━━ Supplied information

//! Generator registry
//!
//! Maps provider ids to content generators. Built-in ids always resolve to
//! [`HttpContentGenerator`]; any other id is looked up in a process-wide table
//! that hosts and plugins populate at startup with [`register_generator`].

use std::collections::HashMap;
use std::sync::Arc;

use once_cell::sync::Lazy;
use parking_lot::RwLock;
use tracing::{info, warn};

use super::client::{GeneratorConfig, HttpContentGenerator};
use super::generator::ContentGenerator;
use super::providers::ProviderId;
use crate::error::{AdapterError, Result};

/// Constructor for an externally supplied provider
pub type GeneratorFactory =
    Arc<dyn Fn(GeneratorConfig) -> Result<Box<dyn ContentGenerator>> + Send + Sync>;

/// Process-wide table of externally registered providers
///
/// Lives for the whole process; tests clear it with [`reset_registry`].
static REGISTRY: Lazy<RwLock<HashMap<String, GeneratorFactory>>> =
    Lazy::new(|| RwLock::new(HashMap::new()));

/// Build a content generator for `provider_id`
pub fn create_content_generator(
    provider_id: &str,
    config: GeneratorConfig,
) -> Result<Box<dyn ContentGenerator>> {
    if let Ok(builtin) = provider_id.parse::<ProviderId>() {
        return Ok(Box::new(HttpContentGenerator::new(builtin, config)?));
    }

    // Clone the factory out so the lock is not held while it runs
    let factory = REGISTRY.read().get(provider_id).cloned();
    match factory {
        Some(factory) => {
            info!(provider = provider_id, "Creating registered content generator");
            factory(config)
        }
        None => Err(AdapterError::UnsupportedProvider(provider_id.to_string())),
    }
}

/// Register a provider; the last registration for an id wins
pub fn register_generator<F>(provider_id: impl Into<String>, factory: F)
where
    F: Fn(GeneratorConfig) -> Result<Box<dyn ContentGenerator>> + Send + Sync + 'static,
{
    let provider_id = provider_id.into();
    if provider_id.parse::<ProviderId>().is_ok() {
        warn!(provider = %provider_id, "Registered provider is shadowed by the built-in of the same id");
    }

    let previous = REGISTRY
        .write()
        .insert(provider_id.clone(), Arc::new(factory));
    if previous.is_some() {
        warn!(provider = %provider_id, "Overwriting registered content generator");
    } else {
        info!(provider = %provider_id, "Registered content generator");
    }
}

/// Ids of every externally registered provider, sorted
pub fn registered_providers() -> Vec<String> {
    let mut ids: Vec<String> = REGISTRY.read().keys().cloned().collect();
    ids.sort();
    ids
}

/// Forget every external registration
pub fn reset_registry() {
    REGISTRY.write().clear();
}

━━━━

* Your assignment
The answer must be every line of the records above that holds the word "cloned".

* Reply
    let factory = REGISTRY.read().get(provider_id).cloned();
    let mut ids: Vec<String> = REGISTRY.read().keys().cloned().collect();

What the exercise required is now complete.